Abolition of slavery, obviously, isn’t even a close comparison to the issue of national health insurance being forced on the States. The point I’m making is that the Civil War was fought as much over States rights, the right of the States to govern independent of the Federal Government, as it was over the condition of slavery. The United States Constitution guaranteed that all men were created equal and had certain rights. Freedom being one of them. The North interpreted the Constitution to mean all men including slaves and the South, mostly from an economic standpoint, did not. It sounds callous and racist, but it was a labor force that was used in both the North and the South. You can even draw some comparisons to the “cheap” labor force of illegal immigrants in the Southwest United States in recent US history.
It might interest you to know that Union General Ulysses S. Grant owned slaves, but Confederate General Robert E. Lee did not. Also, during the Civil War, Lincoln suspended the writ of habeas corpus which meant that the Union could imprison anyone they wanted for whatever reason they chose.
I’m not a Civil War historian, in fact I haven’t done very much of my own research on the Civil War at all. I’ve seen the movies and the mini-series, but that’s pretty much the extent of my knowledge. It is all portrayed as a gallant fight for a noble cause.
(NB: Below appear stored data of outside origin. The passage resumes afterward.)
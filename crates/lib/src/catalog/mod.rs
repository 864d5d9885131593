//! Catalog compilation.
//!
//! A [`Catalog`] is the validated, immutable snapshot of one run: every
//! declared resource bound to its provider, plus the dependency graph and
//! convergence order. Compilation never reads or changes system state, so a
//! catalog that fails to compile has touched nothing.
//!
//! Checks run in this order, stopping at the first error:
//! 1. duplicate `type[title]`
//! 2. provider lookup for each type
//! 3. attribute validation by the provider
//! 4. relationship and chain resolution
//! 5. cycle detection

use std::collections::HashMap;
use std::sync::Arc;

use thiserror::Error;
use tracing::{debug, info};

use crate::declare::Declarations;
use crate::graph::{DependencyGraph, GraphBuilder, GraphError, format_cycle};
use crate::provider::{Provider, ProviderRegistry, SchemaError};
use crate::resource::{Resource, ResourceId};

/// Why a set of declarations could not become a catalog.
#[derive(Debug, Clone, PartialEq, Eq, Error)]
pub enum CatalogCompileError {
  #[error("duplicate resource {id}: declared at #{first} and #{second}")]
  DuplicateResource { id: ResourceId, first: usize, second: usize },

  #[error("unknown resource type '{kind}' for {id}")]
  UnknownResourceType { kind: String, id: ResourceId },

  #[error("{id}: {source}")]
  InvalidAttribute {
    id: ResourceId,
    #[source]
    source: SchemaError,
  },

  #[error("{origin} references undeclared resource {target}")]
  UnresolvedReference { origin: String, target: ResourceId },

  #[error("dependency cycle detected: {}", format_cycle(cycle))]
  CycleDetected { cycle: Vec<ResourceId> },
}

impl From<GraphError> for CatalogCompileError {
  fn from(err: GraphError) -> Self {
    match err {
      GraphError::UnresolvedReference { origin, target } => CatalogCompileError::UnresolvedReference { origin, target },
      GraphError::CycleDetected { cycle } => CatalogCompileError::CycleDetected { cycle },
    }
  }
}

/// A resource bound to the provider that manages it.
#[derive(Clone)]
pub struct CatalogEntry {
  pub resource: Resource,
  pub provider: Arc<dyn Provider>,
}

/// The compiled resource set and dependency graph for one run.
pub struct Catalog {
  entries: Vec<CatalogEntry>,
  graph: DependencyGraph,
}

impl Catalog {
  /// Validate `declarations` against `registry` and freeze the result.
  pub fn compile(declarations: Declarations, registry: &ProviderRegistry) -> Result<Self, CatalogCompileError> {
    let Declarations { resources, chains } = declarations;

    let mut seen: HashMap<&ResourceId, usize> = HashMap::with_capacity(resources.len());
    for (i, resource) in resources.iter().enumerate() {
      if let Some(&first) = seen.get(&resource.id) {
        return Err(CatalogCompileError::DuplicateResource {
          id: resource.id.clone(),
          first,
          second: i,
        });
      }
      seen.insert(&resource.id, i);
    }

    let mut providers = Vec::with_capacity(resources.len());
    for resource in &resources {
      let provider = registry
        .lookup(&resource.id.kind)
        .map_err(|_| CatalogCompileError::UnknownResourceType {
          kind: resource.id.kind.clone(),
          id: resource.id.clone(),
        })?;
      providers.push(provider);
    }

    for (resource, provider) in resources.iter().zip(&providers) {
      provider
        .validate(resource)
        .map_err(|source| CatalogCompileError::InvalidAttribute {
          id: resource.id.clone(),
          source,
        })?;
    }

    let ids: Vec<ResourceId> = resources.iter().map(|r| r.id.clone()).collect();
    let mut builder = GraphBuilder::new(&ids);
    for (i, resource) in resources.iter().enumerate() {
      for (relationship, target) in resource.relationships.iter() {
        builder.add_relationship(i, relationship, target)?;
      }
    }
    for chain in &chains {
      builder.add_chain(&chain.upstream, &chain.downstream, chain.kind)?;
    }
    let graph = builder.build()?;

    info!(
      resources = resources.len(),
      edges = graph.edge_count(),
      "catalog compiled"
    );

    let entries: Vec<CatalogEntry> = resources
      .into_iter()
      .zip(providers)
      .map(|(resource, provider)| CatalogEntry { resource, provider })
      .collect();

    for &idx in graph.order() {
      debug!(position = graph.position(idx), resource = %entries[idx].resource.id, "scheduled");
    }

    Ok(Self { entries, graph })
  }

  pub fn len(&self) -> usize {
    self.entries.len()
  }

  pub fn is_empty(&self) -> bool {
    self.entries.is_empty()
  }

  /// Entries in declaration order.
  pub fn entries(&self) -> &[CatalogEntry] {
    &self.entries
  }

  pub fn entry(&self, idx: usize) -> &CatalogEntry {
    &self.entries[idx]
  }

  pub fn graph(&self) -> &DependencyGraph {
    &self.graph
  }

  /// Resources in convergence order.
  pub fn ordered(&self) -> impl Iterator<Item = &Resource> {
    self.graph.order().iter().map(|&i| &self.entries[i].resource)
  }

  /// Declaration index of `id`, if declared.
  pub fn index_of(&self, id: &ResourceId) -> Option<usize> {
    self.entries.iter().position(|e| &e.resource.id == id)
  }
}

impl std::fmt::Debug for Catalog {
  fn fmt(&self, f: &mut std::fmt::Formatter<'_>) -> std::fmt::Result {
    f.debug_struct("Catalog")
      .field("resources", &self.entries.iter().map(|e| &e.resource.id).collect::<Vec<_>>())
      .field("order", &self.graph.order())
      .finish()
  }
}
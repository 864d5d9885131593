use converge_lib::catalog::CatalogCompileError;
use converge_lib::{Catalog, ProviderRegistry, ResourceId};

use super::common::Sandbox;

#[test]
fn builtin_schemas_reject_bad_attributes() {
  let sandbox = Sandbox::new();
  let decls = sandbox.declarations(
    r#"
resources:
  - type: service
    title: nginx
    attributes: { ensure: running, enable: "yes" }
"#,
  );

  let err = Catalog::compile(decls, &ProviderRegistry::with_builtin()).unwrap_err();
  assert_eq!(
    err.to_string(),
    "service[nginx]: attribute 'enable' must be a bool, got string"
  );
}

#[test]
fn exec_requires_command() {
  let sandbox = Sandbox::new();
  let decls = sandbox.declarations("- type: exec\n  title: migrate\n");

  let err = Catalog::compile(decls, &ProviderRegistry::with_builtin()).unwrap_err();
  assert!(matches!(err, CatalogCompileError::InvalidAttribute { .. }));
  assert!(err.to_string().contains("missing required attribute 'command'"));
}

#[test]
fn chained_cycle_fails_before_any_change() {
  let sandbox = Sandbox::new();
  let decls = sandbox.declarations(
    r#"
resources:
  - type: file
    title: "{dir}/a"
    attributes: { content: "a" }
  - type: file
    title: "{dir}/b"
    attributes: { content: "b" }
chains:
  - "file[{dir}/a] -> file[{dir}/b] -> file[{dir}/a]"
"#,
  );

  let err = Catalog::compile(decls, &ProviderRegistry::with_builtin()).unwrap_err();
  let a: ResourceId = format!("file[{}]", sandbox.declared("a")).parse().unwrap();
  let b: ResourceId = format!("file[{}]", sandbox.declared("b")).parse().unwrap();
  assert_eq!(
    err,
    CatalogCompileError::CycleDetected {
      cycle: vec![a.clone(), b, a]
    }
  );
  assert!(!sandbox.exists("a"));
  assert!(!sandbox.exists("b"));
}

#[test]
fn duplicate_declaration_is_an_error() {
  let sandbox = Sandbox::new();
  let decls = sandbox.declarations(
    r#"
- type: file
  title: "{dir}/app.conf"
  attributes: { content: "one" }
- type: file
  title: "{dir}/app.conf"
  attributes: { content: "two" }
"#,
  );

  assert!(matches!(
    Catalog::compile(decls, &ProviderRegistry::with_builtin()),
    Err(CatalogCompileError::DuplicateResource { first: 0, second: 1, .. })
  ));
}
//! External program execution for providers.
//!
//! Providers that shell out (package managers, systemctl, psql, exec commands)
//! go through the [`CommandRunner`] trait, so the same provider logic runs
//! against the real system or against a scripted runner in tests.

use std::collections::BTreeMap;
use std::fmt;
use std::path::{Path, PathBuf};
use std::process::{Command, Stdio};

use tracing::debug;

use super::ProviderError;

/// A program invocation.
#[derive(Debug, Clone, Default, PartialEq, Eq)]
pub struct CommandSpec {
  pub program: String,
  pub args: Vec<String>,
  pub env: BTreeMap<String, String>,
  pub cwd: Option<PathBuf>,
}

impl CommandSpec {
  pub fn new(program: impl Into<String>) -> Self {
    Self {
      program: program.into(),
      ..Self::default()
    }
  }

  /// A script run through the platform shell.
  ///
  /// Uses `/bin/sh -c` on Unix and PowerShell on Windows rather than `$SHELL`,
  /// which may source user profiles.
  pub fn shell(script: &str) -> Self {
    #[cfg(unix)]
    {
      Self::new("/bin/sh").arg("-c").arg(script)
    }

    #[cfg(windows)]
    {
      Self::new("powershell.exe")
        .args(["-NoProfile", "-ExecutionPolicy", "Bypass", "-Command"])
        .arg(script)
    }
  }

  pub fn arg(mut self, arg: impl Into<String>) -> Self {
    self.args.push(arg.into());
    self
  }

  pub fn args<I, S>(mut self, args: I) -> Self
  where
    I: IntoIterator<Item = S>,
    S: Into<String>,
  {
    self.args.extend(args.into_iter().map(Into::into));
    self
  }

  pub fn env(mut self, key: impl Into<String>, value: impl Into<String>) -> Self {
    self.env.insert(key.into(), value.into());
    self
  }

  pub fn cwd(mut self, dir: impl AsRef<Path>) -> Self {
    self.cwd = Some(dir.as_ref().to_path_buf());
    self
  }
}

impl fmt::Display for CommandSpec {
  fn fmt(&self, f: &mut fmt::Formatter<'_>) -> fmt::Result {
    write!(f, "{}", self.program)?;
    for arg in &self.args {
      write!(f, " {}", arg)?;
    }
    Ok(())
  }
}

/// Captured result of a finished program.
#[derive(Debug, Clone, Default, PartialEq, Eq)]
pub struct CommandOutput {
  pub code: Option<i32>,
  pub stdout: String,
  pub stderr: String,
}

impl CommandOutput {
  pub fn success(stdout: impl Into<String>) -> Self {
    Self {
      code: Some(0),
      stdout: stdout.into(),
      stderr: String::new(),
    }
  }

  pub fn failure(code: i32, stderr: impl Into<String>) -> Self {
    Self {
      code: Some(code),
      stdout: String::new(),
      stderr: stderr.into(),
    }
  }

  pub fn is_success(&self) -> bool {
    self.code == Some(0)
  }

  /// Turn a non-zero exit into [`ProviderError::CommandFailed`].
  pub fn check(self, spec: &CommandSpec) -> Result<Self, ProviderError> {
    if self.is_success() {
      Ok(self)
    } else {
      Err(ProviderError::CommandFailed {
        cmd: spec.to_string(),
        code: self.code,
        stderr: self.stderr.trim().to_string(),
      })
    }
  }
}

/// Runs external programs.
///
/// A non-zero exit status is not an error at this level; callers decide what
/// a failing program means (`systemctl is-active` exits 3 for a stopped unit).
pub trait CommandRunner: Send + Sync {
  fn run(&self, spec: &CommandSpec) -> Result<CommandOutput, ProviderError>;

  /// Run and require success.
  fn run_checked(&self, spec: &CommandSpec) -> Result<CommandOutput, ProviderError> {
    self.run(spec)?.check(spec)
  }
}

/// Runs programs on the local system with `std::process`.
#[derive(Debug, Clone, Copy, Default)]
pub struct SystemRunner;

impl CommandRunner for SystemRunner {
  fn run(&self, spec: &CommandSpec) -> Result<CommandOutput, ProviderError> {
    debug!(cmd = %spec, cwd = ?spec.cwd, "running command");

    let mut command = Command::new(&spec.program);
    command
      .args(&spec.args)
      .envs(&spec.env)
      // Stable, parseable output from system tools
      .env("LC_ALL", "C")
      .stdin(Stdio::null());

    if let Some(cwd) = &spec.cwd {
      command.current_dir(cwd);
    }

    let output = command.output().map_err(|source| ProviderError::Spawn {
      program: spec.program.clone(),
      source,
    })?;

    let result = CommandOutput {
      code: output.status.code(),
      stdout: String::from_utf8_lossy(&output.stdout).trim().to_string(),
      stderr: String::from_utf8_lossy(&output.stderr).trim().to_string(),
    };

    if !result.stderr.is_empty() {
      debug!(cmd = %spec, stderr = %result.stderr, "command stderr");
    }

    Ok(result)
  }
}
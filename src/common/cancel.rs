use std::sync::atomic::{AtomicBool, Ordering};
use std::sync::Arc;

/// Cooperative cancellation shared by scan workers and batch deletion.
///
/// Clones observe the same flag. Workers poll it between directory entries
/// and between deletions; nothing is interrupted mid-syscall.
#[derive(Debug, Clone, Default)]
pub struct CancelToken {
    flag: Arc<AtomicBool>,
}

impl CancelToken {
    pub fn new() -> Self {
        Self::default()
    }

    pub fn cancel(&self) {
        self.flag.store(true, Ordering::SeqCst);
    }

    pub fn is_cancelled(&self) -> bool {
        self.flag.load(Ordering::Relaxed)
    }
}

#[cfg(test)]
mod tests {
    use super::*;

    #[test]
    fn test_clones_share_state() {
        let token = CancelToken::new();
        let worker = token.clone();
        assert!(!worker.is_cancelled());
        token.cancel();
        assert!(worker.is_cancelled());
    }
}
use anyhow::{Context, Result};
use clap::Parser;
use colored::Colorize;
use std::path::PathBuf;
use std::sync::Arc;
use std::time::{Duration, Instant};

use sweepsafe::cleaner::{self, DryRunLedger, SafeDelete};
use sweepsafe::cli::args::{Cli, Commands, ConfigAction, OutputFormat, WhitelistAction};
use sweepsafe::cli::output;
use sweepsafe::common::cancel::CancelToken;
use sweepsafe::common::config::{Config, TargetCatalog};
use sweepsafe::common::safety::{self, PathGuard};
use sweepsafe::common::{format, logging, permissions};
use sweepsafe::scanner::targets::{Category, ScanResult};
use sweepsafe::scanner::{self, ScanContext};
use sweepsafe::whitelist::Whitelist;

fn main() -> Result<()> {
    let cli = Cli::parse();

    if cli.no_color {
        colored::control::set_override(false);
    }

    let config = Config::load()?;

    let log_dir = matches!(cli.command, Commands::Clean { .. }).then(Config::logs_dir);
    let _log_guard = logging::init(cli.verbose || config.debug, cli.quiet, log_dir.as_deref());

    match cli.command {
        Commands::Scan {
            detailed,
            ref categories,
        } => cmd_scan(&cli, &config, detailed, categories),

        Commands::Clean {
            execute,
            dry_run,
            yes,
            ref export,
            ref categories,
        } => {
            let dry_run = dry_run || (!execute && config.dry_run_by_default);
            cmd_clean(&cli, &config, dry_run, yes, export.clone(), categories)
        }

        Commands::Whitelist { ref action } => cmd_whitelist(&cli, &config, action),

        Commands::Config { ref action } => cmd_config(action, config),

        Commands::Completions { shell } => {
            use clap::CommandFactory;
            let mut cmd = Cli::command();
            clap_complete::generate(
                clap_complete::Shell::from(shell),
                &mut cmd,
                "sweepsafe",
                &mut std::io::stdout(),
            );
            Ok(())
        }
    }
}

// ─── Scan ─────────────────────────────────────────────────────────────────────

fn run_scan(
    config: &Config,
    whitelist: &Whitelist,
    categories: &[Category],
) -> Result<(Vec<ScanResult>, Duration)> {
    let catalog = TargetCatalog::load_or_builtin(&config.targets_path())?;
    let targets = catalog.filter(categories);

    let guard = PathGuard::system_default();
    let ctx = ScanContext::new(&guard)
        .with_whitelist(Some(whitelist))
        .elevated(permissions::is_elevated());

    let start = Instant::now();
    let results = scanner::scan_all_with(&targets, &ctx);
    Ok((results, start.elapsed()))
}

fn cmd_scan(cli: &Cli, config: &Config, detailed: bool, categories: &[Category]) -> Result<()> {
    let whitelist = Whitelist::load(config.whitelist_path())?;
    let (results, elapsed) = run_scan(config, &whitelist, categories)?;

    match cli.format {
        OutputFormat::Human => output::print_scan_results(&results, elapsed, detailed),
        OutputFormat::Json => output::print_scan_json(&results),
        OutputFormat::Quiet => output::print_scan_quiet(&results),
    }

    Ok(())
}

// ─── Clean ────────────────────────────────────────────────────────────────────

fn cmd_clean(
    cli: &Cli,
    config: &Config,
    dry_run: bool,
    yes: bool,
    export: Option<PathBuf>,
    categories: &[Category],
) -> Result<()> {
    let whitelist = Arc::new(Whitelist::load(config.whitelist_path())?);
    let (results, elapsed) = run_scan(config, &whitelist, categories)?;
    let human = matches!(cli.format, OutputFormat::Human);

    if dry_run {
        let ledger = DryRunLedger::from_results(&results);
        match cli.format {
            OutputFormat::Human => ledger.print_summary(),
            OutputFormat::Json => println!("{}", serde_json::to_string_pretty(&ledger.items())?),
            OutputFormat::Quiet => println!(
                "{}  {}",
                format::format_size(ledger.total_size()),
                ledger.count()
            ),
        }

        let export_path = export.unwrap_or_else(|| config.export_path());
        ledger.export_to_file(&export_path)?;
        if human {
            println!("  {} Report saved to {}", "✓".green(), export_path.display());
            println!();
        }
        return Ok(());
    }

    let total_items = scanner::total_item_count(&results);
    let total_bytes = scanner::total_size_all(&results);

    if total_items == 0 {
        if human {
            println!("  {} Nothing to clean!", "✨");
        }
        return Ok(());
    }

    if human {
        output::print_scan_results(&results, elapsed, false);
    }

    if let Err(limit) = safety::validate_clean_operation(total_items, total_bytes) {
        if !yes {
            anyhow::bail!("{} Re-run with --yes to proceed anyway.", limit);
        }
        eprintln!("  {} {}", "⚠".yellow(), limit);
    }

    if !yes && !confirm(total_items, total_bytes)? {
        println!("  {} Cancelled", "✗".red());
        return Ok(());
    }

    let cancel = CancelToken::new();
    let deleter = SafeDelete::new(PathGuard::system_default())
        .with_whitelist(whitelist)
        .with_cancel(cancel.clone());
    let report = cleaner::delete_results(&deleter, &results, false, &cancel, human && !cli.quiet);

    match cli.format {
        OutputFormat::Human => output::print_batch_report(&report),
        OutputFormat::Json => output::print_batch_json(&report),
        OutputFormat::Quiet => output::print_batch_quiet(&report),
    }

    Ok(())
}

fn confirm(items: usize, bytes: u64) -> Result<bool> {
    use std::io::Write;

    print!(
        "\n  {} PERMANENTLY DELETE {} ({})? [y/N] ",
        "❓",
        format::format_count(items),
        format::format_size(bytes)
    );
    std::io::stdout().flush()?;

    let mut input = String::new();
    std::io::stdin().read_line(&mut input)?;
    Ok(input.trim().eq_ignore_ascii_case("y"))
}

// ─── Whitelist ────────────────────────────────────────────────────────────────

fn cmd_whitelist(cli: &Cli, config: &Config, action: &WhitelistAction) -> Result<()> {
    let whitelist = Whitelist::load(config.whitelist_path())?;

    match action {
        WhitelistAction::List => {
            let patterns = whitelist.list();
            match cli.format {
                OutputFormat::Human => output::print_whitelist(&patterns, whitelist.path()),
                OutputFormat::Json => println!("{}", serde_json::to_string_pretty(&patterns)?),
                OutputFormat::Quiet => patterns.iter().for_each(|p| println!("{}", p)),
            }
        }
        WhitelistAction::Add { pattern } => {
            whitelist.add(pattern)?;
            whitelist.save()?;
            if !cli.quiet {
                println!("  {} Added {}", "✓".green(), pattern);
            }
        }
        WhitelistAction::Remove { pattern } => {
            whitelist.remove(pattern)?;
            whitelist.save()?;
            if !cli.quiet {
                println!("  {} Removed {}", "✓".green(), pattern);
            }
        }
    }

    Ok(())
}

// ─── Config ───────────────────────────────────────────────────────────────────

fn cmd_config(action: &ConfigAction, mut config: Config) -> Result<()> {
    match action {
        ConfigAction::Show => {
            println!("{}", toml::to_string_pretty(&config)?);
        }
        ConfigAction::Path => {
            println!("data dir:   {}", Config::data_dir().display());
            println!("config:     {}", Config::config_path().display());
            println!("whitelist:  {}", config.whitelist_path().display());
            println!("targets:    {}", config.targets_path().display());
            println!("report:     {}", config.export_path().display());
            println!("logs:       {}", Config::logs_dir().display());
        }
        ConfigAction::Init => {
            Config::init_dirs()?;
            config.save()?;
            println!("  {} SweepSafe initialized at {}", "✓".green(), Config::data_dir().display());
        }
        ConfigAction::Set { key, value } => {
            match key.as_str() {
                "dry_run_by_default" => {
                    config.dry_run_by_default = value
                        .parse()
                        .with_context(|| format!("Expected true or false, got '{}'", value))?
                }
                "debug" => {
                    config.debug = value
                        .parse()
                        .with_context(|| format!("Expected true or false, got '{}'", value))?
                }
                "whitelist_file" => config.whitelist_file = Some(PathBuf::from(value)),
                "targets_file" => config.targets_file = Some(PathBuf::from(value)),
                "export_file" => config.export_file = Some(PathBuf::from(value)),
                _ => anyhow::bail!("Unknown config key: {}", key),
            }
            config.save()?;
            println!("  {} Set {} = {}", "✓".green(), key, value);
        }
    }
    Ok(())
}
I find it bizarre that people would ride out in their carriages and watch the battles from the hillsides, bringing their picnic lunches. That battles occurred as far away as Nevada and New Mexico for example, that seem to have no purpose to any overall war strategy. All the battlefields are silent now, and peaceful. We visit them and read markers that explain what happened on this spot and why, but the why rarely makes sense. If it was the war fought to end slavery, it ultimately succeeded. If it was a war to protect states rights, then it was a dismal failure.